ACTIVITY> The answer must be every line of the records below that contains the word "done".

------------------------------------------------------------------------

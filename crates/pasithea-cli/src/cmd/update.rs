//! `pas update` — patch an issue as a local (UI-side) edit.

use clap::Args;
use std::path::Path;

use pasithea_core::model::{Priority, Status};
use pasithea_core::store::IssueChanges;

use crate::board::Board;
use crate::cmd::parse_enum;
use crate::output::{render_error, render_success, CliError, OutputMode};

#[derive(Args, Debug)]
pub struct UpdateArgs {
    /// ID of the issue to update.
    pub id: String,

    /// New title.
    #[arg(short, long)]
    pub title: Option<String>,

    /// New description.
    #[arg(short, long)]
    pub description: Option<String>,

    /// New status: backlog, todo, in-progress, done.
    #[arg(short, long)]
    pub status: Option<String>,

    /// New priority: low, medium, high, critical.
    #[arg(short, long)]
    pub priority: Option<String>,

    /// New assignee.
    #[arg(short, long)]
    pub assignee: Option<String>,

    /// Replacement labels (repeat the flag).
    #[arg(short, long)]
    pub label: Vec<String>,
}

pub fn run(args: &UpdateArgs, output: OutputMode, root: &Path) -> anyhow::Result<()> {
    let changes = IssueChanges {
        title: args.title.clone(),
        description: args.description.clone(),
        status: parse_enum::<Status>(args.status.as_deref(), output, &Status::NAMES)?,
        priority: parse_enum::<Priority>(args.priority.as_deref(), output, &Priority::NAMES)?,
        assignee: args.assignee.clone(),
        labels: if args.label.is_empty() {
            None
        } else {
            Some(args.label.clone())
        },
    };

    if changes.is_empty() {
        render_error(
            output,
            &CliError::with_details(
                "Nothing to update",
                "Pass at least one field flag (e.g. --status done)",
                "empty_patch",
            ),
        )?;
        anyhow::bail!("empty patch");
    }

    let mut board = Board::open(root)?;
    if board.local_update(&args.id, &changes) {
        render_success(output, &format!("Updated issue {}", args.id))
    } else {
        render_error(
            output,
            &CliError::with_details(
                format!("Issue {} not found.", args.id),
                "Run `pas list` to see current issue ids",
                "issue_not_found",
            ),
        )?;
        anyhow::bail!("issue {} not found", args.id)
    }
}

#[cfg(test)]
mod tests {
    use super::*;

    #[test]
    fn empty_patch_is_refused() {
        let dir = tempfile::tempdir().unwrap();
        let args = UpdateArgs {
            id: "ISS-1".to_string(),
            title: None,
            description: None,
            status: None,
            priority: None,
            assignee: None,
            label: vec![],
        };
        assert!(run(&args, OutputMode::Text, dir.path()).is_err());
    }

    #[test]
    fn missing_issue_is_an_error() {
        let dir = tempfile::tempdir().unwrap();
        let args = UpdateArgs {
            id: "ISS-NOPE".to_string(),
            title: Some("new".to_string()),
            description: None,
            status: None,
            priority: None,
            assignee: None,
            label: vec![],
        };
        assert!(run(&args, OutputMode::Text, dir.path()).is_err());
    }
}
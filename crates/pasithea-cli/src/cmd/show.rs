//! `pas show` — full details for one issue.

use clap::Args;
use std::io::Write;
use std::path::Path;

use crate::board::Board;
use crate::output::{render, render_error, CliError, OutputMode};

#[derive(Args, Debug)]
pub struct ShowArgs {
    /// ID of the issue to show.
    pub id: String,
}

pub fn run(args: &ShowArgs, output: OutputMode, root: &Path) -> anyhow::Result<()> {
    let board = Board::open(root)?;
    let Some(issue) = board.find(&args.id) else {
        render_error(
            output,
            &CliError::with_details(
                format!("Issue {} not found.", args.id),
                "Run `pas list` to see current issue ids",
                "issue_not_found",
            ),
        )?;
        anyhow::bail!("issue {} not found", args.id);
    };

    render(output, issue, |issue, w| {
        writeln!(w, "{:<12} {}", "id:", issue.id)?;
        writeln!(w, "{:<12} {}", "title:", issue.title)?;
        writeln!(w, "{:<12} {}", "status:", issue.status)?;
        writeln!(w, "{:<12} {}", "priority:", issue.priority)?;
        if let Some(assignee) = &issue.assignee {
            writeln!(w, "{:<12} {}", "assignee:", assignee)?;
        }
        if !issue.labels.is_empty() {
            writeln!(w, "{:<12} {}", "labels:", issue.labels.join(", "))?;
        }
        writeln!(w, "{:<12} {}", "created:", issue.created_at)?;
        writeln!(w, "{:<12} {}", "updated:", issue.updated_at)?;
        if !issue.description.is_empty() {
            writeln!(w, "\n{}", issue.description)?;
        }
        Ok(())
    })
}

------------------------------------------------------------------------

FINISHED EXERCISE>
    /// New status: backlog, todo, in-progress, done.
                "Pass at least one field flag (e.g. --status done)",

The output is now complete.